Yanis Varoufakis has condemned his prosecution as “ridiculous” after being charged with “inciting others in the illegal use of narcotics” over comments in which he admitted taking ecstasy nearly 40 years ago.
The 64-year-old former finance minister and leader of the small leftwing party MeRA25 faces a prison term of at least six months and fines of up to €50,000 if convicted. A court hearing is scheduled for December.
Speaking on a podcast in January, Varoufakis recalled taking ecstasy at a Kylie Minogue concert in Sydney in 1989 after a Mardi Gras parade.
“I’m not like Bill Clinton who ‘did not inhale’. I inhaled,” he said.

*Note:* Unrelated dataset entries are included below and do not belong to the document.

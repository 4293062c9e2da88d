use std::{path::Path, sync::Arc};

use axum::{
    extract::{Query, Request, State},
    http::StatusCode,
    response::{Html, IntoResponse, Response},
    routing::get,
    Router,
};
use feedrender_render::{HttpFeedSource, Pipeline};
use tower::ServiceBuilder;
use tower_http::{catch_panic::CatchPanicLayer, services::ServeDir, trace::TraceLayer};

use crate::middleware::{content_security_policy, frame_options, request_id, RequestId};

#[derive(Clone)]
pub struct AppState {
    pub pipeline: Arc<Pipeline<HttpFeedSource>>,
}

pub fn build_app(state: AppState, static_dir: &Path) -> Router {
    let trace = TraceLayer::new_for_http().make_span_with(|req: &Request| {
        let request_id = req
            .extensions()
            .get::<RequestId>()
            .map_or("", |id| id.0.as_str());
        tracing::info_span!(
            "http_request",
            method = %req.method(),
            uri = %req.uri(),
            request_id,
        )
    });

    Router::new()
        .route("/", get(render_feed))
        .route("/health", get(health))
        .nest_service("/static", ServeDir::new(static_dir))
        .layer(
            ServiceBuilder::new()
                .layer(axum::middleware::from_fn(request_id))
                .layer(trace)
                .layer(content_security_policy())
                .layer(frame_options())
                .layer(CatchPanicLayer::new()),
        )
        .with_state(state)
}

/// Render the feed named by the `url` query parameter, or the landing page.
///
/// The query is taken as raw pairs so that repeated or unknown parameters
/// never reject the request; the first `url` wins.
async fn render_feed(
    State(state): State<AppState>,
    Query(params): Query<Vec<(String, String)>>,
) -> Response {
    let url = first_param(params, "url");
    match state.pipeline.render(&url).await {
        Ok(page) => Html(page).into_response(),
        Err(e) => {
            tracing::error!(error = %e, url = %url, "page composition failed");
            (StatusCode::INTERNAL_SERVER_ERROR, "internal server error").into_response()
        }
    }
}

fn first_param(params: Vec<(String, String)>, name: &str) -> String {
    params
        .into_iter()
        .find(|(key, _)| key == name)
        .map(|(_, value)| value)
        .unwrap_or_default()
}

async fn health() -> &'static str {
    "."
}
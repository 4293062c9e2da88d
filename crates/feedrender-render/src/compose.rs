//! Page composition from the header, body and footer templates.
//!
//! Every interpolated `String` is HTML-escaped by askama. The only value
//! written with the `safe` filter is [`SafeHtml`], which can only come out of
//! the [`Sanitizer`].

use askama::Template;

use crate::error::ComposeError;
use crate::model::{Item, ParsedFeed};
use crate::pipeline::RenderOutcome;
use crate::sanitize::{SafeHtml, Sanitizer};

pub const LANDING_TITLE: &str = "RSS/Atom feed renderer";
pub const ERROR_TITLE: &str = "Error rendering feed";

const FOOTER: &str = "\n</body>\n</html>\n";
const PUBLISHED_FORMAT: &str = "%Y-%m-%d %H:%M:%S %z";
const BLOCKED_HREF: &str = "#blocked";

#[derive(Template)]
#[template(path = "header.html")]
struct HeaderTemplate<'a> {
    title: &'a str,
    url: &'a str,
}

#[derive(Template)]
#[template(path = "feed.html")]
struct FeedTemplate<'a> {
    title: &'a str,
    link: &'a str,
    entries: Vec<EntryView<'a>>,
}

struct EntryView<'a> {
    title: &'a str,
    link: &'a str,
    content: SafeHtml,
    published: Option<String>,
}

#[derive(Template)]
#[template(path = "error.html")]
struct ErrorTemplate<'a> {
    message: &'a str,
    href: &'a str,
    url: &'a str,
}

/// Renders page regions. Holds the shared sanitization policy.
#[derive(Default)]
pub struct Composer {
    sanitizer: Sanitizer,
}

impl Composer {
    #[must_use]
    pub fn new(sanitizer: Sanitizer) -> Self {
        Self { sanitizer }
    }

    /// Build the full page for one request outcome.
    ///
    /// `raw_url` is the value exactly as the client sent it; it is echoed
    /// back into the form and, on failure, into the error panel.
    ///
    /// # Errors
    ///
    /// Returns [`ComposeError`] if a template fails to execute.
    pub fn compose(&self, raw_url: &str, outcome: &RenderOutcome) -> Result<Vec<u8>, ComposeError> {
        let (title, body) = match outcome {
            RenderOutcome::Landing => (LANDING_TITLE, None),
            RenderOutcome::Feed(feed) => (feed.title.as_str(), Some(self.feed_body(feed)?)),
            RenderOutcome::Failed(error) => {
                (ERROR_TITLE, Some(error_body(&error.to_string(), raw_url)?))
            }
        };

        let header = HeaderTemplate { title, url: raw_url }.render()?;

        let mut page = String::with_capacity(
            header.len() + body.as_ref().map_or(0, String::len) + FOOTER.len(),
        );
        page.push_str(&header);
        if let Some(body) = body {
            page.push_str(&body);
        }
        page.push_str(FOOTER);
        Ok(page.into_bytes())
    }

    /// Render the feed region: the title anchor followed by one block per item.
    ///
    /// # Errors
    ///
    /// Returns [`ComposeError`] if the template fails to execute.
    pub fn feed_body(&self, feed: &ParsedFeed) -> Result<String, ComposeError> {
        let entries = feed.items.iter().map(|item| self.entry_view(item)).collect();
        let template = FeedTemplate {
            title: &feed.title,
            link: link_href(&feed.link),
            entries,
        };
        Ok(template.render()?)
    }

    fn entry_view<'a>(&self, item: &'a Item) -> EntryView<'a> {
        EntryView {
            title: &item.title,
            link: link_href(&item.link),
            content: self.sanitizer.sanitize(item.body_html()),
            published: item
                .published
                .map(|p| p.format(PUBLISHED_FORMAT).to_string()),
        }
    }
}

/// Render the error panel for `message`, linking back to `url`.
///
/// # Errors
///
/// Returns [`ComposeError`] if the template fails to execute.
pub fn error_body(message: &str, url: &str) -> Result<String, ComposeError> {
    let template = ErrorTemplate {
        message,
        href: link_href(url),
        url,
    };
    Ok(template.render()?)
}

/// Value for an `href` attribute built from untrusted input.
///
/// Escaping alone does not stop `javascript:` links, so any URL with a scheme
/// other than `http`, `https` or `mailto` is replaced. Scheme-less (relative)
/// references pass through.
fn link_href(raw: &str) -> &str {
    let trimmed = raw.trim_start();
    let scheme = trimmed
        .find(|c: char| matches!(c, ':' | '/' | '?' | '#'))
        .filter(|&end| trimmed[end..].starts_with(':'))
        .map(|end| &trimmed[..end]);

    match scheme {
        None => raw,
        Some(s)
            if ["http", "https", "mailto"]
                .iter()
                .any(|allowed| s.eq_ignore_ascii_case(allowed)) =>
        {
            raw
        }
        Some(_) => BLOCKED_HREF,
    }
}

#[cfg(test)]
mod tests {
    use chrono::{TimeZone, Utc};

    use super::*;
    use crate::error::RenderError;

    fn item(title: &str, content: Option<&str>, description: Option<&str>) -> Item {
        Item {
            title: title.to_string(),
            link: "https://example.com/item".to_string(),
            content: content.map(ToOwned::to_owned),
            description: description.map(ToOwned::to_owned),
            published: None,
        }
    }

    fn feed(items: Vec<Item>) -> ParsedFeed {
        ParsedFeed {
            title: "Example Feed".to_string(),
            link: "https://example.com/".to_string(),
            items,
        }
    }

    fn page(outcome: &RenderOutcome, url: &str) -> String {
        let bytes = Composer::default().compose(url, outcome).expect("compose");
        String::from_utf8(bytes).expect("utf-8")
    }

    #[test]
    fn feed_body_places_titles_in_anchor_and_heading() {
        let body = Composer::default()
            .feed_body(&feed(vec![item("Hello", Some("<p>hi</p>"), None)]))
            .expect("render");

        assert_eq!(body.matches("Example Feed").count(), 1, "{body}");
        assert_eq!(body.matches("Hello").count(), 1, "{body}");
        assert!(body.contains(r#"rel="nofollow">Example Feed</a></h2>"#), "{body}");
        assert!(body.contains(r#"rel="nofollow">Hello</a></h3>"#), "{body}");
        assert!(body.contains("<p>hi</p>"), "{body}");
    }

    #[test]
    fn content_wins_over_description() {
        let body = Composer::default()
            .feed_body(&feed(vec![item(
                "Both",
                Some("<p>from-content</p>"),
                Some("<p>from-description</p>"),
            )]))
            .expect("render");
        assert!(body.contains("from-content"), "{body}");
        assert!(!body.contains("from-description"), "{body}");
    }

    #[test]
    fn description_used_when_content_missing() {
        let body = Composer::default()
            .feed_body(&feed(vec![item("Desc", None, Some("<em>from-description</em>"))]))
            .expect("render");
        assert!(body.contains("<em>from-description</em>"), "{body}");
    }

    #[test]
    fn script_in_content_is_not_executable() {
        let body = Composer::default()
            .feed_body(&feed(vec![item(
                "Evil",
                Some("<p>safe <i>text</i><script>alert(1)</script></p>"),
                None,
            )]))
            .expect("render");
        assert!(!body.contains("<script"), "{body}");
        assert!(!body.contains("alert(1)"), "{body}");
        assert!(body.contains("<p>safe <i>text</i></p>"), "{body}");
    }

    #[test]
    fn titles_are_escaped_not_interpreted() {
        let body = Composer::default()
            .feed_body(&ParsedFeed {
                title: "<script>alert(1)</script>".to_string(),
                link: String::new(),
                items: vec![item("<b>bold</b>", None, None)],
            })
            .expect("render");
        assert!(!body.contains("<script>"), "{body}");
        assert!(body.contains("&lt;script&gt;"), "{body}");
        assert!(!body.contains("<b>bold</b>"), "{body}");
    }

    #[test]
    fn link_href_blocks_script_schemes() {
        assert_eq!(link_href("https://example.com/a"), "https://example.com/a");
        assert_eq!(link_href("HTTP://example.com"), "HTTP://example.com");
        assert_eq!(link_href("mailto:me@example.com"), "mailto:me@example.com");
        assert_eq!(link_href("/relative/path"), "/relative/path");
        assert_eq!(link_href("page?x=a:b"), "page?x=a:b");
        assert_eq!(link_href("javascript:alert(1)"), BLOCKED_HREF);
        assert_eq!(link_href(" JavaScript:alert(1)"), BLOCKED_HREF);
        assert_eq!(link_href("data:text/html,x"), BLOCKED_HREF);
    }

    #[test]
    fn item_links_with_script_scheme_are_neutralised() {
        let mut evil = item("Evil", Some("x"), None);
        evil.link = "javascript:alert(document.cookie)".to_string();
        let body = Composer::default().feed_body(&feed(vec![evil])).expect("render");
        assert!(!body.contains("javascript:"), "{body}");
        assert!(body.contains(r##"href="#blocked""##), "{body}");
    }

    #[test]
    fn published_line_only_when_dated() {
        let mut dated = item("Dated", Some("x"), None);
        dated.published = Some(Utc.with_ymd_and_hms(2024, 3, 5, 7, 8, 9).unwrap());
        let undated = item("Undated", Some("y"), None);

        let body = Composer::default()
            .feed_body(&feed(vec![dated, undated]))
            .expect("render");
        assert_eq!(body.matches("Published:").count(), 1, "{body}");
        assert!(body.contains("Published: 2024-03-05 07:08:09 +0000"), "{body}");
    }

    #[test]
    fn landing_page_has_header_and_footer_only() {
        let html = page(&RenderOutcome::Landing, "");
        assert!(html.contains("<title>RSS/Atom feed renderer</title>"), "{html}");
        assert!(html.contains(r#"value="""#), "{html}");
        assert!(!html.contains("class=\"alert\""), "{html}");
        assert!(!html.contains("class=\"entry\""), "{html}");
        assert!(html.ends_with("</body>\n</html>\n"));
    }

    #[test]
    fn failure_page_echoes_url_in_form_and_panel() {
        let html = page(
            &RenderOutcome::Failed(RenderError::Fetch("connection refused".to_string())),
            "http://feeds.invalid/rss?a=1&b=<2>",
        );
        assert!(html.contains("<title>Error rendering feed</title>"), "{html}");
        assert!(html.contains("connection refused"), "{html}");
        assert!(html.contains("class=\"alert\""), "{html}");
        assert!(!html.contains("<2>"), "{html}");
        assert_eq!(html.matches("feeds.invalid").count(), 3, "{html}");
    }

    #[test]
    fn success_page_uses_feed_title() {
        let html = page(
            &RenderOutcome::Feed(feed(vec![item("Hello", Some("hi"), None)])),
            "https://example.com/feed.xml",
        );
        assert!(html.contains("<title>Example Feed</title>"), "{html}");
        assert!(html.contains("class=\"entry\""), "{html}");
        assert_eq!(html.matches("</html>").count(), 1);
    }

    #[test]
    fn composing_is_deterministic() {
        let outcome = RenderOutcome::Feed(feed(vec![item("Hello", Some("<p>hi</p>"), None)]));
        let composer = Composer::default();
        let first = composer.compose("https://example.com/feed.xml", &outcome).unwrap();
        let second = composer.compose("https://example.com/feed.xml", &outcome).unwrap();
        assert_eq!(first, second);
    }
}
use std::net::SocketAddr;
use std::path::PathBuf;
use std::time::Duration;

#[derive(Debug, Clone, PartialEq, Eq)]
pub enum Environment {
    Development,
    Test,
    Production,
}

impl std::fmt::Display for Environment {
    fn fmt(&self, f: &mut std::fmt::Formatter<'_>) -> std::fmt::Result {
        match self {
            Environment::Development => write!(f, "development"),
            Environment::Test => write!(f, "test"),
            Environment::Production => write!(f, "production"),
        }
    }
}

#[derive(Debug, Clone)]
pub struct AppConfig {
    pub env: Environment,
    pub bind_addr: SocketAddr,
    pub log_level: String,
    pub static_dir: PathBuf,
    pub fetch_timeout_secs: u64,
    pub user_agent: String,
}

impl AppConfig {
    /// Wall-clock budget for fetching and decoding one feed.
    #[must_use]
    pub fn fetch_timeout(&self) -> Duration {
        Duration::from_secs(self.fetch_timeout_secs)
    }
}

“I took ecstasy once. It was an amazing experience until a few days later when I had an incredible migraine… I remember dancing 15 to 16 hours, as if nothing had happened, but then I suffered for a week and never took it again.”
Describing the indictment as part of a broader political shift, Varoufakis wrote on X: “My ridiculous prosecution must be seen within the wider, west-wide surge of an insidious new form of fascism,” adding he was “honoured by their determination to persecute me.”
Critics accused him of abusing his role-model status, though other public figures in Greece have previously admitted drug use without prosecution.
Charalampos Poulopoulos, a professor of social work in addictions at the University of West Attica, said the remarks were “a constitutionally guaranteed right” and did not amount to promoting drugs, warning: “If convicted, he’ll become a hero. This very surprising prosecution neither serves the common good, nor public interest.”
MeRA25 said it would address addiction with “a modern scientific approach and not with gendarmerie-style attitudes from the 1950s,” while Varoufakis pledged to continue speaking out in what he called a society awash with “hypocrisy and cocaine.”